Digging deeper into your sales activity data also lets you correlate the performance of your top sales reps with their daily activity. A quick scan of your team’s activity report can help you see which reps are performing above average and which reps need extra help or encouragement.
Measuring your financial results and growth is a great way to track the 'big picture’ side of your business. But it’s daily activity -- phone calls, emails and meetings -- that drives your sales team and produces measurable results.
Waterfall graphs give your sales team a visual indicator of financial progress on a daily and monthly level. Sales activity KPIs provide an activity-related measure of how that revenue is created.

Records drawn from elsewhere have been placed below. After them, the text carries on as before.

//! Patch orchestration: wire a chain of processors into a destination and
//! pump samples through it on a dedicated worker thread.
//!
//! Data flows from the last element of the chain toward element 0 and from
//! there into the destination. The last element is the producer; its `write`
//! is never called. Each pass moves at most one chunk (`Config::chunk_size`)
//! per stage, so a single fast producer cannot starve the rest of the chain.
//!
//! Teardown closes the destination first, then every chain element in order,
//! each exactly once.

use crate::compat::Arc;
use crate::config::Config;
use crate::copy::{copy_buffer, LimitReader};
use crate::lockfree::AtomicFlag;
use crate::sample::V;
use crate::stream::{Processor, Writer};
use crate::{Error, Result};
use crossbeam_channel::{bounded, unbounded, Receiver, SendError, Sender, TryRecvError};
use std::thread::{self, JoinHandle};
use std::time::Duration;

/// Idle passes spent yielding before the worker starts sleeping.
const IDLE_SPINS: u32 = 16;
const IDLE_SLEEP: Duration = Duration::from_micros(250);

enum Command {
    SetConfig(Config),
}

/// Holds the global configuration and wires patches with it.
#[derive(Debug, Clone)]
pub struct Rack {
    config: Config,
}

impl Rack {
    pub fn new(config: Config) -> Result<Self> {
        config.validate()?;
        Ok(Self { config })
    }

    pub fn config(&self) -> &Config {
        &self.config
    }

    /// Wire `chain` into `dst` and start pumping.
    pub fn patch(
        &self,
        dst: Box<dyn Writer>,
        chain: Vec<Box<dyn Processor>>,
    ) -> Result<PatchHandle> {
        patch(&self.config, dst, chain)
    }
}

impl Default for Rack {
    fn default() -> Self {
        Self {
            config: Config::default(),
        }
    }
}

/// Configure every element, then spawn the worker.
///
/// If any element fails to configure, or the worker cannot be started,
/// everything is closed and the error is returned before a worker runs.
pub fn patch(
    config: &Config,
    dst: Box<dyn Writer>,
    chain: Vec<Box<dyn Processor>>,
) -> Result<PatchHandle> {
    config.validate()?;
    let mut pipeline = Pipeline::new(dst, chain, config.chunk_size);

    if let Err(e) = pipeline.configure(config) {
        return Err(abort(pipeline, e));
    }

    let cancel = Arc::new(AtomicFlag::new(false));
    let (commands_tx, commands_rx) = unbounded();
    let stages = pipeline.chain.len();

    // The pipeline is handed over only once the thread exists, so a failed
    // spawn still leaves it here to be closed.
    let (start_tx, start_rx) = bounded::<Pipeline>(1);
    let spawned = {
        let cancel = Arc::clone(&cancel);
        thread::Builder::new()
            .name("volta-patch".into())
            .spawn(move || match start_rx.recv() {
                Ok(pipeline) => run(pipeline, &cancel, &commands_rx),
                Err(_) => Ok(()),
            })
    };
    let worker = match spawned {
        Ok(worker) => worker,
        Err(e) => return Err(abort(pipeline, e.into())),
    };
    if let Err(SendError(pipeline)) = start_tx.send(pipeline) {
        return Err(abort(pipeline, Error::WorkerPanicked));
    }
    tracing::debug!(stages, chunk = config.chunk_size, "patch started");

    Ok(PatchHandle {
        cancel,
        commands: commands_tx,
        worker: Some(worker),
    })
}

/// Close everything wired so far and hand back the error that stopped wiring.
fn abort(mut pipeline: Pipeline, err: Error) -> Error {
    tracing::warn!("patch wiring failed: {}", err);
    if let Some(close_err) = pipeline.close() {
        tracing::warn!("close after failed wiring: {}", close_err);
    }
    err
}

struct Pipeline {
    dst: Box<dyn Writer>,
    chain: Vec<Box<dyn Processor>>,
    scratch: Vec<V>,
}

impl Pipeline {
    fn new(dst: Box<dyn Writer>, chain: Vec<Box<dyn Processor>>, chunk: usize) -> Self {
        Self {
            dst,
            chain,
            scratch: vec![0.0; chunk],
        }
    }

    /// Destination first, then the chain front to back. Stops at the first
    /// failure.
    fn configure(&mut self, config: &Config) -> Result<()> {
        if let Some(c) = self.dst.configurable() {
            c.set_config(config)?;
        }
        for stage in self.chain.iter_mut() {
            if let Some(c) = stage.configurable() {
                c.set_config(config)?;
            }
        }
        self.scratch.resize(config.chunk_size, 0.0);
        Ok(())
    }

    /// One pass over every stage, producer end first. Returns the number of
    /// samples moved.
    fn pass(&mut self, cancel: &AtomicFlag) -> Result<u64> {
        let Pipeline {
            dst,
            chain,
            scratch,
        } = self;
        let chunk = scratch.len();
        let mut moved = 0;

        for i in (1..chain.len()).rev() {
            if cancel.get() {
                return Ok(moved);
            }
            let (head, tail) = chain.split_at_mut(i);
            let src = &mut tail[0];
            let buf = &mut scratch[..block_for(src.block_size(), chunk)];
            moved += copy_buffer(&mut head[i - 1], &mut LimitReader::new(src, chunk), buf)?;
        }

        if let Some(first) = chain.first_mut() {
            if cancel.get() {
                return Ok(moved);
            }
            let buf = &mut scratch[..block_for(first.block_size(), chunk)];
            moved += copy_buffer(dst, &mut LimitReader::new(first, chunk), buf)?;
        }
        Ok(moved)
    }

    /// Close the destination, then every element in order. Every close is
    /// attempted; the first failure is returned.
    fn close(&mut self) -> Option<Error> {
        let mut first = None;
        if let Some(c) = self.dst.closer() {
            if let Err(e) = c.close() {
                tracing::warn!("destination close failed: {}", e);
                first.get_or_insert(e);
            }
        }
        for (i, stage) in self.chain.iter_mut().enumerate() {
            if let Some(c) = stage.closer() {
                if let Err(e) = c.close() {
                    tracing::warn!(stage = i, "close failed: {}", e);
                    first.get_or_insert(e);
                }
            }
        }
        first
    }
}

fn block_for(hint: usize, chunk: usize) -> usize {
    match hint {
        0 => chunk,
        b => b.min(chunk),
    }
}

fn run(mut pipeline: Pipeline, cancel: &AtomicFlag, commands: &Receiver<Command>) -> Result<()> {
    let loop_result = pump(&mut pipeline, cancel, commands);
    let close_err = pipeline.close();
    tracing::debug!("patch stopped");
    loop_result?;
    match close_err {
        Some(e) => Err(e),
        None => Ok(()),
    }
}

fn pump(pipeline: &mut Pipeline, cancel: &AtomicFlag, commands: &Receiver<Command>) -> Result<()> {
    if pipeline.chain.is_empty() {
        return Ok(());
    }
    let mut idle = 0u32;
    while !cancel.get() {
        loop {
            match commands.try_recv() {
                Ok(Command::SetConfig(config)) => {
                    tracing::debug!(sample_rate = config.sample_rate, "patch reconfigured");
                    pipeline.configure(&config)?;
                }
                Err(TryRecvError::Empty) | Err(TryRecvError::Disconnected) => break,
            }
        }

        match pipeline.pass(cancel) {
            Ok(0) => {
                idle = idle.saturating_add(1);
                if idle < IDLE_SPINS {
                    thread::yield_now();
                } else {
                    thread::sleep(IDLE_SLEEP);
                }
            }
            Ok(_) => idle = 0,
            Err(e) => {
                tracing::warn!("patch stopped on error: {}", e);
                return Err(e);
            }
        }
    }
    Ok(())
}

/// Handle to a running patch.
///
/// Dropping the handle cancels the patch.
pub struct PatchHandle {
    cancel: Arc<AtomicFlag>,
    commands: Sender<Command>,
    worker: Option<JoinHandle<Result<()>>>,
}

impl PatchHandle {
    /// Stop the worker, wait for it, and close every element.
    ///
    /// Returns the error that stopped the worker, or the first close failure.
    /// Calling it again returns `Ok(())`.
    pub fn cancel(&mut self) -> Result<()> {
        let Some(worker) = self.worker.take() else {
            return Ok(());
        };
        self.cancel.set(true);
        match worker.join() {
            Ok(result) => result,
            Err(_) => Err(Error::WorkerPanicked),
        }
    }

    /// Push a new configuration to every element from the worker thread.
    pub fn set_config(&self, config: Config) -> Result<()> {
        config.validate()?;
        self.commands
            .send(Command::SetConfig(config))
            .map_err(|_| Error::Closed)
    }

    /// Whether the worker has exited, either cancelled or on error.
    pub fn is_finished(&self) -> bool {
        self.worker.as_ref().map_or(true, |w| w.is_finished())
    }
}

impl Drop for PatchHandle {
    fn drop(&mut self) {
        if let Err(e) = self.cancel() {
            tracing::warn!("patch ended with error: {}", e);
        }
    }
}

Activity vs. engagement reports provide a new dimension of sales data by showing how this daily activity correlates with engagement from prospects and customers in the form of clicks made on email links, replies sent and time spent reading your company’s sales materials.
Creating activity vs. engagement reports on a weekly basis gives your sales team a detailed look at how closely prospects respond to their efforts.
With software like Yesware, you can create activity vs. engagement reports that plot the activity of each customer relative to the amount of activity your sales team has invested.
Activity is measured by the amount of emails sent and calls made to the customer. Engagement is measured by the actions the customer has taken in response to your sales team, such as the total number of emails opened, links clicked and replies sent.
The value of an activity vs. engagement report is twofold. First, it lets you quickly identify sales prospects that aren’t engaged, giving your team a chance to follow up to inject energy into the sales process and win back their attention.
Second, it helps you identify the overall level of engagement prospects show in response to your sales and marketing strategy. If your total activity level is high but most customers aren’t highly engaged, it’s a good indicator that you need to change your sales and outreach approach.
Your average sales cycle is the amount of time it takes your sales team to convert a lead into a paying customer, averaged across all of the deals you’ve successfully completed over a certain period of time.
Paying attention to your sales cycle length is important, as it lets your sales team see how they stack up compared to industry averages.
An overly long sales cycle can indicate that your team moves too slowly and could benefit from taking a more forward, hands-on approach to communicating with prospects. A fast sales cycle could indicate that your team is missing out on opportunities by moving too fast for prospects.
It’s important to remember that a “good” sales cycle depends both on the industry you operate in and the size of your average customer. Generally speaking, the more expensive your product or service is, the longer you can expect your average sales cycle to be.
If you’ve established buyer personas for your target customers, you can break down your sales cycle data to find out how long it takes your team to close deals with each type of customer.
Like most “big picture” data, your average sales cycle is best analysed every month or quarter in order to help you get statistically significant results. Review your sales cycle length too often and there’s a possibility of the small sample size affecting the quality of your data.
Our recommendation? Includes sales cycle length in your monthly review to help your team get a better understanding of how efficient they are at converting leads into paying customers.
Improving your reporting is one of the several steps you can take to give your sales team more data and empower your sales staff to make smarter, data-supported decisions.
Other good ways to improve your sales efforts include aiming for alignment between your sales and marketing campaigns and helping your sales staff develop key skills that make selling your product in a digital environment easier.
Finally, mastering the art of great writing -- whether in a brochure or a sales email -- can have a measurable positive impact on your sales team’s ability to attract and convert prospects into real customers.